The first company that we are happy to give a warm welcome in our family is DNSimple. They are maintaining a rock solid Ruby code base that uses Rails for their flagship product and Lotus for their next HTTP API.
Security
Security is a vital factor for companies and a sensitive subject for users. A product won't survive if not proven secure.
The Web is an insecure place. As a Community, we need to build a Security culture. Lotus wants to increase the level of awareness around this topic and provide defense mechanisms to common attacks.

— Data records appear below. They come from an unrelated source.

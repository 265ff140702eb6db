//! Device admission handlers.
//!
//! - `POST /device-management/register` - Register the originating device
//! - `POST /device-management/check-authorization` - Check registration
//!
//! Both endpoints apply the configured admission policy: under
//! `permissive`, soft admission failures (store outages, directory
//! inconsistencies) degrade to an allow flagged `policyFallback` instead
//! of locking the account out. The DEVICE_LIMIT_EXCEEDED condition is
//! never degraded — clients branch on it for dedicated UX.

use crate::config::AdmissionPolicy;
use crate::errors::DmError;
use crate::models::{
    CheckAuthorizationResponse, DeviceMetadataRequest, DeviceSummary, RegisterDeviceResponse,
};
use crate::observability::metrics;
use crate::routes::AppState;
use crate::services::admission;
use axum::{extract::State, Extension, Json};
use common::jwt::UserClaims;
use std::sync::Arc;
use tracing::{error, instrument};
use uuid::Uuid;

/// Machine-readable code for the not-authorized check result.
const DEVICE_NOT_AUTHORIZED: &str = "DEVICE_NOT_AUTHORIZED";

/// Handler for POST /device-management/register
///
/// Register the originating device for the authenticated account.
///
/// # Response
///
/// - 200 OK: Device registered or reused; body carries the registration
/// - 400 Bad Request: Missing metadata fields
/// - 401 Unauthorized: Invalid or missing token
/// - 409 Conflict (DEVICE_LIMIT_EXCEEDED): Cap reached; the caller
///   surfaces the dedicated contact-admin flow
#[instrument(
    skip_all,
    name = "dms.admission.register",
    fields(method = "POST", endpoint = "/device-management/register")
)]
pub async fn register_device(
    State(state): State<Arc<AppState>>,
    Extension(claims): Extension<UserClaims>,
    Json(request): Json<DeviceMetadataRequest>,
) -> Result<Json<RegisterDeviceResponse>, DmError> {
    let account = account_id(&claims)?;

    request
        .validate()
        .map_err(|e| DmError::Validation(e.to_string()))?;

    match admission::register_device(&state.pool, &state.limits, account, &request).await {
        Ok(outcome) => Ok(Json(RegisterDeviceResponse {
            authorized: true,
            created: outcome.created,
            device: Some(DeviceSummary::from(outcome.device)),
            policy_fallback: false,
        })),
        Err(e)
            if e.is_soft_admission_failure()
                && state.config.admission_policy == AdmissionPolicy::Permissive =>
        {
            // Availability over strictness: the failure is logged and
            // counted, and the session continues unregistered.
            error!(
                target: "dms.handlers.admission",
                error = %e,
                "Device registration failed; allowing session under permissive policy"
            );
            metrics::record_admission("policy_fallback");
            Ok(Json(RegisterDeviceResponse {
                authorized: true,
                created: false,
                device: None,
                policy_fallback: true,
            }))
        }
        Err(e) => Err(e),
    }
}

/// Handler for POST /device-management/check-authorization
///
/// Check whether the originating device holds an active registration.
/// Not-authorized is a 200 with a machine-readable code, not an error:
/// the caller reacts by attempting registration.
#[instrument(
    skip_all,
    name = "dms.admission.check",
    fields(method = "POST", endpoint = "/device-management/check-authorization")
)]
pub async fn check_authorization(
    State(state): State<Arc<AppState>>,
    Extension(claims): Extension<UserClaims>,
    Json(request): Json<DeviceMetadataRequest>,
) -> Result<Json<CheckAuthorizationResponse>, DmError> {
    let account = account_id(&claims)?;

    request
        .validate()
        .map_err(|e| DmError::Validation(e.to_string()))?;

    match admission::check_authorization(&state.pool, account, &request).await {
        Ok(Some(device)) => Ok(Json(CheckAuthorizationResponse {
            authorized: true,
            device: Some(DeviceSummary::from(device)),
            code: None,
            policy_fallback: false,
        })),
        Ok(None) => Ok(Json(CheckAuthorizationResponse {
            authorized: false,
            device: None,
            code: Some(DEVICE_NOT_AUTHORIZED),
            policy_fallback: false,
        })),
        Err(e)
            if e.is_soft_admission_failure()
                && state.config.admission_policy == AdmissionPolicy::Permissive =>
        {
            error!(
                target: "dms.handlers.admission",
                error = %e,
                "Authorization check failed; allowing session under permissive policy"
            );
            metrics::record_admission("policy_fallback");
            Ok(Json(CheckAuthorizationResponse {
                authorized: true,
                device: None,
                code: None,
                policy_fallback: true,
            }))
        }
        Err(e) => Err(e),
    }
}

/// Parse the account id out of the authenticated claims.
fn account_id(claims: &UserClaims) -> Result<Uuid, DmError> {
    claims
        .account_id()
        .map_err(|e| DmError::InvalidToken(e.to_string()))
}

Please remember that there isn't a silver bullet when we talk about security. Nearly all protections can be debunked by experienced attackers. Developers should use all the available tools to make hackers' life harder.
XSS
XSS (Cross Site Scripting) is one of the most popular threat for web applications. It's caused by unescaped malicious input, often sent with forms. Once the payload is on a web page, it can activate evil scripts to take over the control and eventually steal data (cookies).
As first countermeasure, since now on, the output of views, helpers and presenters is escaped by default.
Secondly, cookies will be sent with the HttpOnly
option turned on. That means JavaScript won't be able to access them via document.cookie
. If a malign script wants to steal data, it can't because the browser will stop it.
We're not done yet, until we have talked about Content Security Policy (CSP). It's feature supported by modern browsers to regulate trusted sources of scripts, stylesheets, fonts. It's the ultimate defense against XSS and insecure script execution on the pages. Big products like GitHub, Twitter and GMail are using it. Lotus is the first Ruby web framework that makes CSP a default.
Clickhijacking
It's an attack that leads users to click on an invisible evil item. The trick is to embed a trusted web page via an iframe, so the user believes to interact with it, but instead their actions are hijacked by a harmful context.
The solution is to send a HTTP header (X-Frame-Options
) that regulates which source can embed your web application resources. Again, Lotus is the first Ruby web framework that enables this defense by default.
Features
With this release we have shipped powerful features to make the experience with Lotus more and more frictionless.
Action generators
While developing a feature that requires an new endpoint, it can be inconvenient to write all the required code by hand. It just breaks the flow.
To solve this problem, we have introduced a new command line utility: lotus generate action
. It produces an action, a view, a template, a route and their related testing code.
Improved application generator
We have improved the application generator to allow Lotus applications to meet developers' needs.
The command now accepts --database
command line argument to setup the database of choice. Example lotus new bookshelf --database=postgresql
.
Another point of extension is the --test
argument. It generates setup code for Minitest (default) or RSpec. Example lotus new bookshelf --test=rspec
.
We added the chance to generate an application for existing code base. Think of a Ruby gem that needs a web UI, with lotus new .
it's now possible.
Database console
As last command line facility, we want to introduce lotus db console
, a database REPL.
Helpers
Today we have released a new framework in the Lotus family: lotus-helpers
. By following our tradition, it's shipped as a standalone gem that can be used to enhance views, templates and helpers in Ruby applications, even outside of Lotus.
It delivers a HTML5 markup generator and routing helpers. On the security front, it brings HTML, HTML attribute and URL escape functions that follow OWASP/ESAPI suggestions.
Additional features
Database transactions, Interactors, logger and safe nested param access are only a few of the features that are available as of today with 0.3.0.
Acknowledgments
We want to say thank you to Alfonso Uceda Pompa, Linus Pettersson, Huy Đỗ, Hiếu Nguyễn, Tom Kadwill, Jimmy Zhang, and all the wonderful people that are making Lotus a better place every day.
What's next
We are already developing new functionalities for the next release: database migrations, form helpers, number formatters, CSRF protection and more.